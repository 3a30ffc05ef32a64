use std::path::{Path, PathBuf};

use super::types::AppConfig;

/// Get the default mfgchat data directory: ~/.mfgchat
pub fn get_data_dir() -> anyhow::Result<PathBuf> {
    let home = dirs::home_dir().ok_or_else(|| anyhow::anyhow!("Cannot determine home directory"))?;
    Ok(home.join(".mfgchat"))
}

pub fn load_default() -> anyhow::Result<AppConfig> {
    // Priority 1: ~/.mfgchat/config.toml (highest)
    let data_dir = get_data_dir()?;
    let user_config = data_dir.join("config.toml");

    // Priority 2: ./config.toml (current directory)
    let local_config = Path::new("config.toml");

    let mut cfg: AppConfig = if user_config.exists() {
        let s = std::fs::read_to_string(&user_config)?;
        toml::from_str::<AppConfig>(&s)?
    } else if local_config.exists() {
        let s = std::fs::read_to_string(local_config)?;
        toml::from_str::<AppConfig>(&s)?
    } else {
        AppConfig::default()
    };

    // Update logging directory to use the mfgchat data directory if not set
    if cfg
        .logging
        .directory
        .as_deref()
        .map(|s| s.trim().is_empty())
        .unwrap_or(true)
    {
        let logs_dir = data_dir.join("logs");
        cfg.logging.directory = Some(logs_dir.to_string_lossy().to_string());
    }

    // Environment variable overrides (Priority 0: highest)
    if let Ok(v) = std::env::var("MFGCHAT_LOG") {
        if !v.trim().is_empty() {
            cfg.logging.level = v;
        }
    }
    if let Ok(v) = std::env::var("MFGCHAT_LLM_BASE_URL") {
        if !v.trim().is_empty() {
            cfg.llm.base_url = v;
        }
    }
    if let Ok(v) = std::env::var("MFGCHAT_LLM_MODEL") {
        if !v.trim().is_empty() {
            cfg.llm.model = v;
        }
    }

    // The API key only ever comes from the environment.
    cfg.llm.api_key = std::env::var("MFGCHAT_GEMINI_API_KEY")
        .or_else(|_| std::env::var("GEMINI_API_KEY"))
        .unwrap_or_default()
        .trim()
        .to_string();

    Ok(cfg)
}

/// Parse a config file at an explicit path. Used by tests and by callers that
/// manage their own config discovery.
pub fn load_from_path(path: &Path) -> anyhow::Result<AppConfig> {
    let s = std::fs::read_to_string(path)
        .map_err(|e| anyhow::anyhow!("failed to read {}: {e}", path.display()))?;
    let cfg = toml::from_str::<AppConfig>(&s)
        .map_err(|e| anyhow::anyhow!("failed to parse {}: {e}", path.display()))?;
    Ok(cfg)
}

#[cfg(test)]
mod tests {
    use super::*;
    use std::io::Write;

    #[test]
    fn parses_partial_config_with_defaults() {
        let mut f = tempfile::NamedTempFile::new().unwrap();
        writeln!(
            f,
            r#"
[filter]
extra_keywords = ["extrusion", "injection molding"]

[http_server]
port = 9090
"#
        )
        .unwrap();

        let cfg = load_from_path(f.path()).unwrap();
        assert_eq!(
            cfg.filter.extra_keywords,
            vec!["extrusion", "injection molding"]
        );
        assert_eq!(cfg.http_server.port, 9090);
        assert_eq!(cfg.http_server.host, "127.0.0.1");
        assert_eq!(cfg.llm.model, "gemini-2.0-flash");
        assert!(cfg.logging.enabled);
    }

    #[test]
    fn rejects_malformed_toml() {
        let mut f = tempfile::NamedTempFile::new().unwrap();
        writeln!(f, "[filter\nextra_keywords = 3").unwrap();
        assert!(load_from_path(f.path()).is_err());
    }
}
◆ ◆ ◆ ◆
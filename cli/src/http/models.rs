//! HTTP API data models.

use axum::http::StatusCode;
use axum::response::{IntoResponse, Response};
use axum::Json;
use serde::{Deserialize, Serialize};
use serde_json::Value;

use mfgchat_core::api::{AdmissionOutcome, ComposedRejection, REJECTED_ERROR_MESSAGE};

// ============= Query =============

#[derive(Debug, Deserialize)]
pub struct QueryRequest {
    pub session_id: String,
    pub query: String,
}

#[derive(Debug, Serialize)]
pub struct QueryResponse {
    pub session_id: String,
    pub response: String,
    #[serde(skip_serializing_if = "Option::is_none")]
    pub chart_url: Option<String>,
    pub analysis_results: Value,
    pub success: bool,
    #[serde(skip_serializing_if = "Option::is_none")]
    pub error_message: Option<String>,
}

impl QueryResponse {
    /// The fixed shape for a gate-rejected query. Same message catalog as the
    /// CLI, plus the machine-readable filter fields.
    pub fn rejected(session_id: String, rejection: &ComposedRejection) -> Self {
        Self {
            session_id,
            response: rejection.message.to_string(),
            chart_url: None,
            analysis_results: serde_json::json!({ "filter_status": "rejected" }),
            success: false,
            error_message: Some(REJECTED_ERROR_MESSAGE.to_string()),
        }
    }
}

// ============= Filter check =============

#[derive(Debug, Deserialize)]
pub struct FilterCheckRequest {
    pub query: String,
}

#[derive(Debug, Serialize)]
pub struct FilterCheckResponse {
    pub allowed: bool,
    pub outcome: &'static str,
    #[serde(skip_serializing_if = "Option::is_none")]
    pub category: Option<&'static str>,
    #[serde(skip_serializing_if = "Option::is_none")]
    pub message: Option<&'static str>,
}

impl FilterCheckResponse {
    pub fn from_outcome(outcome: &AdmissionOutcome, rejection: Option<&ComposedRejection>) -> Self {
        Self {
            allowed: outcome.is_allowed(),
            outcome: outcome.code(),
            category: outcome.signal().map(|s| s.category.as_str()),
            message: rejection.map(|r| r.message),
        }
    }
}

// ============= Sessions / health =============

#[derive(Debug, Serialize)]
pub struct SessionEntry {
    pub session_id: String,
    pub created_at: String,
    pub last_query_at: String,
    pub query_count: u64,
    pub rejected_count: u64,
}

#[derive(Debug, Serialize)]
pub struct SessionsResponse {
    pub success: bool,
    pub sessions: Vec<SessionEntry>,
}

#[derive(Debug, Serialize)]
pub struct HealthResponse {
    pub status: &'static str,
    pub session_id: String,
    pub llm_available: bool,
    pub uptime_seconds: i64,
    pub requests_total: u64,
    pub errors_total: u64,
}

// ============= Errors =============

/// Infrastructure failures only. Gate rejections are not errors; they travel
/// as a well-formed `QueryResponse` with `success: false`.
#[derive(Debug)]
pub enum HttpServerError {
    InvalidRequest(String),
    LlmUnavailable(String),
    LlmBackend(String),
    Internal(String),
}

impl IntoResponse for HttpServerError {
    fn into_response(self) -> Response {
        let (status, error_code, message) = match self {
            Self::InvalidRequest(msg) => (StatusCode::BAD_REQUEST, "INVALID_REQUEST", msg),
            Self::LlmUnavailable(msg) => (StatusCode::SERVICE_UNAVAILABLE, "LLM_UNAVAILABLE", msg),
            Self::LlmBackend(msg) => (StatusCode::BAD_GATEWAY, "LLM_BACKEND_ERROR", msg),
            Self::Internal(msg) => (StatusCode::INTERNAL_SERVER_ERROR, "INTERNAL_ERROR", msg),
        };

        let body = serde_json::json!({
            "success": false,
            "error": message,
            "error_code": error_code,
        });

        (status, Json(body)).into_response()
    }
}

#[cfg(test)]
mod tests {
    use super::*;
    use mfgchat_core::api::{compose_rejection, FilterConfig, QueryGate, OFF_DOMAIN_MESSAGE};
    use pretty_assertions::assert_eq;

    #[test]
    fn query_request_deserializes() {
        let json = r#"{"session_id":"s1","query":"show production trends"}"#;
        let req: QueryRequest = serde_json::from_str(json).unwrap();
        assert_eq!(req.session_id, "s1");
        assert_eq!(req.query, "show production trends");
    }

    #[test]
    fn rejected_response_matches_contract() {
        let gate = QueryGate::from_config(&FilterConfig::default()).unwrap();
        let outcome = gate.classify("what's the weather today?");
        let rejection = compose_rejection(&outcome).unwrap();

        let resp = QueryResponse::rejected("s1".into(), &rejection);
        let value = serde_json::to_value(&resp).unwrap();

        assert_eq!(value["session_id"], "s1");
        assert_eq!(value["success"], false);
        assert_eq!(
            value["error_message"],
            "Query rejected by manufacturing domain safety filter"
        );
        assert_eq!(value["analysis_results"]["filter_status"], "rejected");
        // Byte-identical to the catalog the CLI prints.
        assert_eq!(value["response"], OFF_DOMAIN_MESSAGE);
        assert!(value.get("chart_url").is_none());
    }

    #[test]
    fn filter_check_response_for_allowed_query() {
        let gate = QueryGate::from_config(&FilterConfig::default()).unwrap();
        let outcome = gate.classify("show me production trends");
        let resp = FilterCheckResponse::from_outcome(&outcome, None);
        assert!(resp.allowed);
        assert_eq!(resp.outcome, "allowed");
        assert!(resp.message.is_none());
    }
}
◆ ◆ ◆ ◆
* **Instructions to follow**
Find the line with "repository 3a30ffc05ef32a64" in the material above. Reproduce it and each line after it up to and including the line with "2: ./config.toml (current directory)".

* **Finished exercise**
repository 3a30ffc05ef32a64
use std::path::{Path, PathBuf};

use super::types::AppConfig;

/// Get the default mfgchat data directory: ~/.mfgchat
pub fn get_data_dir() -> anyhow::Result<PathBuf> {
    let home = dirs::home_dir().ok_or_else(|| anyhow::anyhow!("Cannot determine home directory"))?;
    Ok(home.join(".mfgchat"))
}

pub fn load_default() -> anyhow::Result<AppConfig> {
    // Priority 1: ~/.mfgchat/config.toml (highest)
    let data_dir = get_data_dir()?;
    let user_config = data_dir.join("config.toml");

    // Priority 2: ./config.toml (current directory)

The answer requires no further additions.